Steve Fallenger, an engineer and project manager with the Ohio Department of Transportation explained the project and took questions from Circleville City Council on the project. The project will start after Mother’s Day in 2022 and be finished ahead of the Pumpkin Show that year.
“This project is replacing the bridge over Hargus Creek, the bridge over Court Street,” Fallenger said. “The bridge was built in 1924 so it’s coming up on being 100 years old. We’re replacing it with a similar structure, a single span arch bridge and doing some other work including utilities in the road that we’re replacing, the water line and the sanitary line.”
According to Fallenger, the project would cost $1.65 million and pave about .14 miles of road, from Water Street to Ted Lewis Drive. He explained the reason for closing the road, although there will be local traffic access to both sides of the bridge.
“Traffic will be detoured and there will be a local detour for local traffic and we’re trying to avoid any local events, The Pumpkin Show, and things like that so we’re not impacting those,” he commented.
The project is still in the planning phase, which is the reason the project is two years out from happening.
“We’re working with the service director on a number of things including the rail on the side,” Fallenger added.
Conduits will be added to the bridge to allow for the City, should it so choose, to add lighting to the bridge but that project would be entirely on the City’s dime and time.
“We’re adding the conduit so wire could be pulled through relatively easily so future lighting could be added,” he explained. “We’re not adding any structures or anything like that to the bridge ourselves.”
Fallenger, taking a question from council member Todd Brady, said there were no plans to include a bike trail in the design nor would there be room underneath the bridge to have one under the current design.
After Fallenger’s presentation, Tom Spring, Circleville Board of Zoning Appeals chair and Dick Liston, vice chair, shared updates to City Council on the recently created board following their initial meeting in January.
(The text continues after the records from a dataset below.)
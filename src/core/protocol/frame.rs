//! Request frames and response validation
//!
//! Request layout (little-endian multi-byte fields):
//!
//! ```text
//! 55 AA | ack serial(2) | src dst | dev type port | board(2) | io rw | address(4) | data len(2) | data | checksum(2)
//! ```
//!
//! Responses mirror the request with an `AA 55` header, a result code in
//! byte 2 and the requested data in place of the request payload.

use super::checksum::{self, CHECKSUM_LEN};
use super::decode::DecoderKind;
use super::ProtocolError;
use bytes::Bytes;
use std::fmt;

/// Header of every request frame
pub const REQUEST_HEADER: [u8; 2] = [0x55, 0xAA];

/// Header of every response frame
pub const RESPONSE_HEADER: [u8; 2] = [0xAA, 0x55];

/// Header size in bytes
pub const HEADER_LEN: usize = 2;

/// Position of the card index byte in a request
pub const CARD_INDEX_OFFSET: usize = 8;

/// Request frame size without data and checksum
pub const MIN_TEMPLATE_LEN: usize = 18;

/// Response size without data
pub const RESPONSE_OVERHEAD: usize = MIN_TEMPLATE_LEN + CHECKSUM_LEN;

/// Upper bound on the configurable response length floor
pub const READ_BUFFER_LEN: usize = 1024;

const ACK_CODE_OFFSET: usize = 2;
const DATA_LEN_OFFSET: usize = 16;

/// Named request template with a placeholder byte for the card index
#[derive(Debug, Clone, PartialEq, Eq)]
pub struct CommandTemplate {
    name: String,
    kind: DecoderKind,
    bytes: Vec<u8>,
    card_index_offset: usize,
}

impl CommandTemplate {
    /// Create a template from raw request bytes (without checksum)
    pub fn new(
        name: impl Into<String>,
        kind: DecoderKind,
        bytes: impl Into<Vec<u8>>,
    ) -> Result<Self, ProtocolError> {
        let name = name.into();
        let bytes = bytes.into();

        if bytes.len() < MIN_TEMPLATE_LEN {
            return Err(ProtocolError::MalformedFrame(format!(
                "{name}: template has {} bytes, at least {MIN_TEMPLATE_LEN} required",
                bytes.len()
            )));
        }
        if bytes[..HEADER_LEN] != REQUEST_HEADER {
            return Err(ProtocolError::MalformedFrame(format!(
                "{name}: template must start with 55AA, found {}",
                hex::encode_upper(&bytes[..HEADER_LEN])
            )));
        }

        Ok(Self {
            name,
            kind,
            bytes,
            card_index_offset: CARD_INDEX_OFFSET,
        })
    }

    /// Create a template from a hex string such as `"55AA 0000 FE00 ..."`
    pub fn from_hex(
        name: impl Into<String>,
        kind: DecoderKind,
        hex_str: &str,
    ) -> Result<Self, ProtocolError> {
        let name = name.into();
        let digits: String = hex_str.chars().filter(|c| !c.is_whitespace()).collect();
        let digits = digits
            .strip_prefix("0x")
            .or_else(|| digits.strip_prefix("0X"))
            .unwrap_or(&digits);

        let bytes = hex::decode(digits).map_err(|e| {
            ProtocolError::MalformedFrame(format!("{name}: invalid hex template: {e}"))
        })?;

        Self::new(name, kind, bytes)
    }

    /// Template from a constant known to be well formed
    pub(crate) fn builtin(name: &str, kind: DecoderKind, bytes: &[u8; MIN_TEMPLATE_LEN]) -> Self {
        Self {
            name: name.to_string(),
            kind,
            bytes: bytes.to_vec(),
            card_index_offset: CARD_INDEX_OFFSET,
        }
    }

    /// Command name, used as the result key
    pub fn name(&self) -> &str {
        &self.name
    }

    /// Decoder applied to responses of this command
    pub fn kind(&self) -> DecoderKind {
        self.kind
    }

    /// Template bytes, checksum excluded
    pub fn bytes(&self) -> &[u8] {
        &self.bytes
    }

    /// Position of the card index placeholder
    pub fn card_index_offset(&self) -> usize {
        self.card_index_offset
    }

    /// Card index stored in the template itself
    pub fn baked_card_index(&self) -> u8 {
        self.bytes[self.card_index_offset]
    }

    /// Number of data bytes requested from the device
    pub fn data_len(&self) -> usize {
        usize::from(u16::from_le_bytes([
            self.bytes[DATA_LEN_OFFSET],
            self.bytes[DATA_LEN_OFFSET + 1],
        ]))
    }

    /// Length of a complete response to this request
    pub fn response_len(&self) -> usize {
        RESPONSE_OVERHEAD + self.data_len()
    }
}

/// A complete request frame, checksum included
#[derive(Debug, Clone, PartialEq, Eq)]
pub struct Frame {
    bytes: Vec<u8>,
}

impl Frame {
    /// Frame bytes as sent on the wire
    pub fn as_bytes(&self) -> &[u8] {
        &self.bytes
    }

    /// Frame length in bytes
    pub fn len(&self) -> usize {
        self.bytes.len()
    }

    /// Always false: a frame holds at least a header and a checksum
    pub fn is_empty(&self) -> bool {
        self.bytes.is_empty()
    }

    /// The trailing checksum in wire order
    pub fn checksum(&self) -> [u8; CHECKSUM_LEN] {
        let n = self.bytes.len();
        [self.bytes[n - 2], self.bytes[n - 1]]
    }

    /// Consume the frame
    pub fn into_bytes(self) -> Vec<u8> {
        self.bytes
    }
}

impl AsRef<[u8]> for Frame {
    fn as_ref(&self) -> &[u8] {
        &self.bytes
    }
}

impl fmt::Display for Frame {
    fn fmt(&self, f: &mut fmt::Formatter<'_>) -> fmt::Result {
        write_spaced_hex(f, &self.bytes)
    }
}

/// Build the request frame addressed to `card_index`
pub fn build_frame(template: &CommandTemplate, card_index: u8) -> Result<Frame, ProtocolError> {
    let mut bytes = Vec::with_capacity(template.bytes.len() + CHECKSUM_LEN);
    bytes.extend_from_slice(&template.bytes);
    bytes[template.card_index_offset] = card_index;

    let sum = checksum::checksum(&bytes)?;
    bytes.extend_from_slice(&sum);

    Ok(Frame { bytes })
}

/// Result code carried in byte 2 of every response
#[derive(Debug, Clone, Copy, PartialEq, Eq)]
pub enum AckCode {
    /// Command executed
    Success,
    /// The sending card timed out accessing its devices
    DeviceTimeout,
    /// The request failed its checksum
    RequestChecksum,
    /// The acknowledge package failed its checksum
    AckChecksum,
    /// Unsupported command
    InvalidCommand,
    /// Code not documented by the vendor
    Unknown(u8),
}

impl AckCode {
    /// Get result code from u8
    pub fn from_u8(code: u8) -> Self {
        match code {
            0x00 => Self::Success,
            0x01 => Self::DeviceTimeout,
            0x02 => Self::RequestChecksum,
            0x03 => Self::AckChecksum,
            0x04 => Self::InvalidCommand,
            other => Self::Unknown(other),
        }
    }

    /// Wire value
    pub fn code(&self) -> u8 {
        match self {
            Self::Success => 0x00,
            Self::DeviceTimeout => 0x01,
            Self::RequestChecksum => 0x02,
            Self::AckChecksum => 0x03,
            Self::InvalidCommand => 0x04,
            Self::Unknown(code) => *code,
        }
    }

    /// Whether the command succeeded
    pub fn is_success(&self) -> bool {
        matches!(self, Self::Success)
    }
}

impl fmt::Display for AckCode {
    fn fmt(&self, f: &mut fmt::Formatter<'_>) -> fmt::Result {
        match self {
            Self::Success => write!(f, "Command succeeded"),
            Self::DeviceTimeout => write!(
                f,
                "Command failed due to time out (time out on trying to access devices connected to a sending card)"
            ),
            Self::RequestChecksum => {
                write!(f, "Command failed due to check error on request data package")
            }
            Self::AckChecksum => {
                write!(f, "Command failed due error on acknowledge data package")
            }
            Self::InvalidCommand => write!(f, "Command failed due to invalid command"),
            Self::Unknown(code) => write!(f, "Unknown acknowledge code 0x{code:02X}"),
        }
    }
}

/// A response that passed header, length and result code checks
#[derive(Debug, Clone, PartialEq, Eq)]
pub struct ValidatedResponse {
    bytes: Bytes,
}

impl ValidatedResponse {
    /// The full response
    pub fn as_bytes(&self) -> &[u8] {
        &self.bytes
    }

    /// Response length in bytes
    pub fn len(&self) -> usize {
        self.bytes.len()
    }

    /// Always false for a validated response
    pub fn is_empty(&self) -> bool {
        self.bytes.is_empty()
    }

    /// Everything before the trailing checksum
    pub fn telemetry(&self) -> &[u8] {
        &self.bytes[..self.bytes.len() - CHECKSUM_LEN]
    }

    /// Whether the response's own checksum is consistent
    pub fn checksum_ok(&self) -> bool {
        checksum::verify(&self.bytes)
    }
}

impl fmt::Display for ValidatedResponse {
    fn fmt(&self, f: &mut fmt::Formatter<'_>) -> fmt::Result {
        write_spaced_hex(f, &self.bytes)
    }
}

/// Validate raw bytes read after sending a request.
///
/// `expected_len` is the length of a complete response; it is never taken
/// below [`RESPONSE_OVERHEAD`] so the decoders always find their fields.
pub fn validate_response(
    raw: impl Into<Bytes>,
    expected_len: usize,
) -> Result<ValidatedResponse, ProtocolError> {
    let raw = raw.into();

    if raw.is_empty() {
        return Err(ProtocolError::Timeout);
    }

    let expected = expected_len.max(RESPONSE_OVERHEAD);
    if raw.len() < expected {
        return Err(ProtocolError::TooShort {
            expected,
            received: raw.to_vec(),
        });
    }

    let header = [raw[0], raw[1]];
    if header != RESPONSE_HEADER {
        return Err(ProtocolError::HeaderMismatch {
            found: u16::from_be_bytes(header),
        });
    }

    let ack = AckCode::from_u8(raw[ACK_CODE_OFFSET]);
    if !ack.is_success() {
        return Err(ProtocolError::Ack(ack));
    }

    let response = ValidatedResponse { bytes: raw };
    if !response.checksum_ok() {
        tracing::debug!("Response checksum mismatch, trusting result code: {}", response);
    }

    Ok(response)
}

fn write_spaced_hex(f: &mut fmt::Formatter<'_>, bytes: &[u8]) -> fmt::Result {
    for (i, byte) in bytes.iter().enumerate() {
        if i > 0 {
            write!(f, " ")?;
        }
        write!(f, "{byte:02X}")?;
    }
    Ok(())
}

#[cfg(test)]
mod tests {
    use super::*;

    const VOLTAGE: [u8; 18] = [
        0x55, 0xAA, 0x00, 0x05, 0xFE, 0x00, 0x01, 0x00, 0x00, 0x00, 0x00, 0x00, 0x03, 0x00, 0x00,
        0x0A, 0x01, 0x00,
    ];

    fn voltage_template() -> CommandTemplate {
        CommandTemplate::new("VoltageOfScanCard", DecoderKind::Voltage, VOLTAGE).unwrap()
    }

    fn response(ack: u8, data: &[u8]) -> Vec<u8> {
        let mut bytes = vec![0xAA, 0x55, ack, 0x05, 0x00, 0xFE, 0x01, 0x00, 0x00, 0x00];
        bytes.extend_from_slice(&[0x00, 0x00, 0x03, 0x00, 0x00, 0x0A]);
        bytes.extend_from_slice(&(data.len() as u16).to_le_bytes());
        bytes.extend_from_slice(data);
        let sum = checksum::checksum(&bytes).unwrap();
        bytes.extend_from_slice(&sum);
        bytes
    }

    #[test]
    fn test_template_metadata() {
        let template = voltage_template();
        assert_eq!(template.name(), "VoltageOfScanCard");
        assert_eq!(template.card_index_offset(), 8);
        assert_eq!(template.data_len(), 1);
        assert_eq!(template.response_len(), 21);
        assert_eq!(template.baked_card_index(), 0);
    }

    #[test]
    fn test_template_rejects_bad_input() {
        assert!(matches!(
            CommandTemplate::new("short", DecoderKind::Voltage, vec![0x55, 0xAA, 0x00]),
            Err(ProtocolError::MalformedFrame(_))
        ));

        let mut wrong_header = VOLTAGE;
        wrong_header[0] = 0xAA;
        wrong_header[1] = 0x55;
        assert!(CommandTemplate::new("hdr", DecoderKind::Voltage, wrong_header).is_err());

        // odd number of hex digits
        assert!(matches!(
            CommandTemplate::from_hex("odd", DecoderKind::Voltage, "55AA0"),
            Err(ProtocolError::MalformedFrame(_))
        ));
    }

    #[test]
    fn test_template_from_hex() {
        let template = CommandTemplate::from_hex(
            "VoltageOfScanCard",
            DecoderKind::Voltage,
            "55AA 0005 FE00 0100 0000 0000 0300 000A 0100",
        )
        .unwrap();
        assert_eq!(template, voltage_template());
    }

    #[test]
    fn test_build_frame_substitutes_card_index() {
        let template = voltage_template();

        for card in [0u8, 1, 7, 255] {
            let frame = build_frame(&template, card).unwrap();
            assert_eq!(frame.len(), VOLTAGE.len() + CHECKSUM_LEN);
            assert_eq!(frame.as_bytes()[CARD_INDEX_OFFSET], card);
            assert_eq!(&frame.as_bytes()[..CARD_INDEX_OFFSET], &VOLTAGE[..CARD_INDEX_OFFSET]);
            assert!(checksum::verify(frame.as_bytes()));
        }

        // template stays untouched
        assert_eq!(template.bytes(), &VOLTAGE);
    }

    #[test]
    fn test_build_frame_checksum() {
        let frame = build_frame(&voltage_template(), 0).unwrap();
        // 0x05 + 0xFE + 0x01 + 0x03 + 0x0A + 0x01 + 0x5555 = 0x5667
        assert_eq!(frame.checksum(), [0x67, 0x56]);
        assert_eq!(
            frame.to_string(),
            "55 AA 00 05 FE 00 01 00 00 00 00 00 03 00 00 0A 01 00 67 56"
        );
    }

    #[test]
    fn test_empty_response_is_timeout() {
        assert_eq!(
            validate_response(Vec::<u8>::new(), 21),
            Err(ProtocolError::Timeout)
        );
    }

    #[test]
    fn test_every_short_length_is_too_short() {
        let full = response(0x00, &[0xB2]);
        for len in 1..full.len() {
            match validate_response(full[..len].to_vec(), full.len()) {
                Err(ProtocolError::TooShort { expected, received }) => {
                    assert_eq!(expected, full.len());
                    assert_eq!(received, &full[..len]);
                }
                other => panic!("length {len}: {other:?}"),
            }
        }
        assert!(validate_response(full, 21).is_ok());
    }

    #[test]
    fn test_header_mismatch() {
        let mut raw = response(0x00, &[0xB2]);
        raw[0] = 0xBB;
        assert_eq!(
            validate_response(raw, 21),
            Err(ProtocolError::HeaderMismatch { found: 0xBB55 })
        );
    }

    #[test]
    fn test_ack_codes() {
        let raw = response(0x02, &[0xB2]);
        let err = validate_response(raw, 21).unwrap_err();
        assert_eq!(err, ProtocolError::Ack(AckCode::RequestChecksum));
        assert_eq!(
            err.to_string(),
            "Command failed due to check error on request data package"
        );

        for (code, expected) in [
            (0x01, AckCode::DeviceTimeout),
            (0x03, AckCode::AckChecksum),
            (0x04, AckCode::InvalidCommand),
            (0x7F, AckCode::Unknown(0x7F)),
        ] {
            assert_eq!(
                validate_response(response(code, &[0x00]), 21),
                Err(ProtocolError::Ack(expected))
            );
            assert_eq!(expected.code(), code);
        }
    }

    #[test]
    fn test_valid_response() {
        let raw = response(0x00, &[0xB2]);
        let validated = validate_response(raw.clone(), 21).unwrap();
        assert_eq!(validated.as_bytes(), raw.as_slice());
        assert_eq!(validated.telemetry(), &raw[..raw.len() - 2]);
        assert!(validated.checksum_ok());
    }

    #[test]
    fn test_bad_response_checksum_is_tolerated() {
        let mut raw = response(0x00, &[0xB2]);
        let n = raw.len();
        raw[n - 1] ^= 0xFF;
        let validated = validate_response(raw, 21).unwrap();
        assert!(!validated.checksum_ok());
    }
}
Spring said the board spent the first hour of the meeting sharing their individual views on making good zoning decisions and what that means.
“I have to say I was very impressed with the quality of discussion and the passion by the members of the board and the alternates,” Spring remarked. “We are charged to do a good job and do it correctly.”
Spring also told Council that Circleville is charging less for fees than other similar communities and asked that they take a look at potentially changing them.
“We don’t have near enough planning and zoning resources so that may be one way to improve the services we provide,” Spring said.
Liston asked Council to consider hiring someone part-time to follow up on the variances granted by the board to ensure the code is followed.
“If I look at last year there were less than 30 cases heard by the Zoning Commission for appeals and that’s less than three a month,” Liston commented. “It certainly shouldn’t take an individual more than half a day a month to do the work that has to be done. That’s my appeal — is that you consider it because we need someone. Without someone in the field our zoning code has no teeth and people can do whatever they want.”
During the meeting, City Council also voted unanimously to approve joining the Mid-Ohio Regional Planning Commission (MORPC). Barry Keller, Council member, shared what happened at the judicial committee meeting that the ordinance was discussed.
“It’s been many years ago since the City was a member of MORPC and they had a representative here to discuss the benefits to the City including some grant opportunities and funding sources they make available to their members,” Keller said. “The committee recommends the passing of the ordinance.”
Prior to the meeting, Circleville Mayor Don McIlroy announced a town hall meeting for downtown stakeholders on the subject of Uptown Circleville and moving the City into a full Main Street program.